Full specs, benchmarks, and hardware guidance: the MiniMax-M2 page.
About DeepSeek V4
DeepSeek V4 Pro is the flagship of DeepSeek's V4 family, released on April 24, 2026, and the strongest argument yet that open-weight models compete at the frontier. It is a 1.6-trillion-parameter mixture-of-experts model that activates just 49B parameters per token, pairs a 1M-token context window with up to 384K tokens of output, and ships under a plain MIT license — no usage thresholds, no acceptable-use gate.
The headline engineering story is the attention stack. V4 combines Compressed Sparse Attention (CSA), which compresses KV entries 4× along the sequence with softmax-gated pooling, with Heavily Compressed Attention (HCA) at 128× compression. The practical result: at 1M-token context, V4 Pro needs roughly 27% of the single-token inference FLOPs and 10% of the KV cache of DeepSeek-V3.2. Long context stopped being a luxury and became the default across DeepSeek's services.
Full specs, benchmarks, and hardware guidance: the DeepSeek V4 page.
Choosing between them
Choose MiniMax-M2 for:
- Tool-calling agents and terminal/computer-use workloads
- High-throughput agent loops where per-token cost compounds
- Self-hosting on a modest multi-GPU node (MIT license)
Choose DeepSeek V4 for:
- Frontier-level reasoning and coding on an open license
- Very long documents and repositories (1M-token context as the default)

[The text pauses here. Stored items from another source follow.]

//! Topology prober: how many pixel processors the GPU has and which product it is.

use crate::platform::RegisterWindow;
use log::{info, warn};
use num_enum::TryFromPrimitive;

/// Offset of pixel processor 0 from the GPU base.
pub const PP_BASE: usize = 0x8000;
/// Distance between consecutive pixel processors.
pub const PP_STRIDE: usize = 0x2000;
/// Version register inside a pixel processor block; zero when the core is absent.
pub const PP_VERSION_REG: usize = 0x1000;
/// Version register of the geometry processor.
pub const GP_VERSION_REG: usize = 0x6c;

pub const fn pp_base(index: usize) -> usize {
    PP_BASE + PP_STRIDE * index
}

/// Count the pixel processors present in `regs`.
///
/// Slots are read from 0 upwards and the count stops at the first slot whose version register
/// reads zero, or lies outside the window, or after `max_slots` slots.
pub fn probe_core_count<W: RegisterWindow + ?Sized>(regs: &W, max_slots: usize) -> usize {
    (0..max_slots)
        .map(|slot| regs.read32(pp_base(slot) + PP_VERSION_REG))
        .take_while(|value| matches!(value, Some(v) if *v != 0))
        .count()
}

/// Supported pixel-processor arrangements.
#[derive(Debug, Clone, Copy, PartialEq, Eq, TryFromPrimitive)]
#[repr(usize)]
pub enum Topology {
    Mp1 = 1,
    Mp2 = 2,
}

impl Topology {
    pub fn cores(self) -> usize {
        self as usize
    }
}

/// Utgard product ids found in the upper half of the version registers.
#[derive(Debug, Clone, Copy, PartialEq, Eq, TryFromPrimitive)]
#[repr(u16)]
pub enum GpuModel {
    Mali200 = 0x0a07,
    Mali300 = 0x0c07,
    Mali400 = 0x0b07,
    Mali450 = 0x0d07,
}

impl GpuModel {
    pub const fn number(self) -> u32 {
        match self {
            GpuModel::Mali200 => 200,
            GpuModel::Mali300 => 300,
            GpuModel::Mali400 => 400,
            GpuModel::Mali450 => 450,
        }
    }
}

#[derive(Debug, Clone, Copy, PartialEq, Eq)]
pub struct GpuRevision {
    pub model: GpuModel,
    pub major: u8,
    pub minor: u8,
}

impl GpuRevision {
    /// Decode a version register value; the unknown product id is returned on failure.
    pub fn decode(value: u32) -> Result<GpuRevision, u16> {
        let product = (value >> 16) as u16;
        let model = GpuModel::try_from(product).map_err(|_| product)?;
        Ok(GpuRevision {
            model,
            major: (value >> 8) as u8,
            minor: value as u8,
        })
    }
}

/// Read the geometry processor version and log what was found.
///
/// Purely diagnostic: `None` means the product was not recognised, which callers must not
/// treat as a failure.
pub fn identify_revision<W: RegisterWindow + ?Sized>(regs: &W, cores: usize) -> Option<GpuRevision> {
    let decoded = regs
        .read32(GP_VERSION_REG)
        .ok_or(0)
        .and_then(GpuRevision::decode);
    match decoded {
        Ok(rev) => {
            info!(
                "Found ARM Mali {} MP{} (r{}p{})",
                rev.model.number(),
                cores,
                rev.major,
                rev.minor
            );
            Some(rev)
        }
        Err(product) => {
            warn!("Unrecognized GPU");
            debug_ex!("unknown product id {:#06x}", product);
            None
        }
    }
}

- Teams that need Anthropic/OpenAI API compatibility with open-weight economics
Frequently asked questions
Is MiniMax-M2 better than DeepSeek V4?
DeepSeek V4 is the stronger model; MiniMax-M2 is often the smarter deployment. M2's 10B active parameters serve agent loops at a fraction of the latency and cost of V4's 49B, and its tool-use tuning shows on Terminal-Bench. Pick V4 for hard reasoning and long context; pick M2 when you are running thousands of agent steps and the meter is running.

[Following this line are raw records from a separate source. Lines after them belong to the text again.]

//! Register access.

use super::IoMapper;
use core::{
    cell::UnsafeCell,
    fmt::Debug,
    ptr::read_volatile,
};
use core::ops::Range;
use utils::impl_basic;

#[repr(transparent)]
pub struct Register<T: Sized + Copy> {
    inner: UnsafeCell<T>,
}

impl<T: Sized + Copy> Register<T> {
    #[inline(always)]
    pub fn read(&self) -> T {
        unsafe { read_volatile(self.inner.get()) }
    }
}

/// A physical register range.
#[derive(Clone, PartialEq, Eq)]
pub struct IoRange {
    inner: Range<usize>,
}

impl_basic!(IoRange, Range<usize>);

impl Debug for IoRange {
    fn fmt(&self, f: &mut core::fmt::Formatter<'_>) -> core::fmt::Result {
        f.write_fmt(format_args!("[{:#x},{:#x})", self.start, self.end))
    }
}

/// Read-only view of a mapped register block.
pub trait RegisterWindow {
    fn len(&self) -> usize;

    fn is_empty(&self) -> bool {
        self.len() == 0
    }

    /// The 32-bit register at `offset`, or `None` when it lies outside the window.
    fn read32(&self, offset: usize) -> Option<u32>;
}

/// A window over memory-mapped registers.
#[derive(Debug)]
pub struct MmioWindow {
    base: usize,
    len: usize,
}

impl MmioWindow {
    /// # Safety
    ///
    /// `base..base + len` must be mapped device memory that stays mapped while the window lives.
    pub unsafe fn new(base: usize, len: usize) -> MmioWindow {
        MmioWindow { base, len }
    }

    pub fn base(&self) -> usize {
        self.base
    }
}

impl RegisterWindow for MmioWindow {
    fn len(&self) -> usize {
        self.len
    }

    fn read32(&self, offset: usize) -> Option<u32> {
        let end = offset.checked_add(size_of::<u32>())?;
        if end > self.len || offset % size_of::<u32>() != 0 {
            return None;
        }
        // SAFETY: in bounds and aligned; the creator of the window vouched for the mapping.
        let reg = unsafe { &*((self.base + offset) as *const Register<u32>) };
        Some(reg.read())
    }
}

/// An [IoMapper] for platforms where device memory sits at a fixed offset from its physical
/// address, such as a kernel linear map.
#[derive(Debug)]
pub struct LinearMapper {
    virt_offset: usize,
}

impl LinearMapper {
    /// # Safety
    ///
    /// Every physical range handed to [IoMapper::ioremap] must be mapped at
    /// `phys + virt_offset`.
    pub const unsafe fn new(virt_offset: usize) -> LinearMapper {
        LinearMapper { virt_offset }
    }
}

impl IoMapper for LinearMapper {
    type Window = MmioWindow;

    fn ioremap(&self, range: IoRange) -> Option<MmioWindow> {
        if range.is_empty() {
            return None;
        }
        let base = range.start.checked_add(self.virt_offset)?;
        base.checked_add(range.len())?;
        Some(unsafe { MmioWindow::new(base, range.len()) })
    }

    fn iounmap(&self, _window: MmioWindow) {}
}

Which is cheaper: MiniMax-M2 or DeepSeek V4?
MiniMax-M2: Varies by hosting provider (open weights). DeepSeek V4: $1.74 in / $3.48 out per 1M tokens. Both are open-weight, so self-hosting costs depend on your hardware and utilization.
Can I self-host MiniMax-M2 and DeepSeek V4?
MiniMax-M2: yes — weights are published under MIT. DeepSeek V4: yes — weights are published under MIT.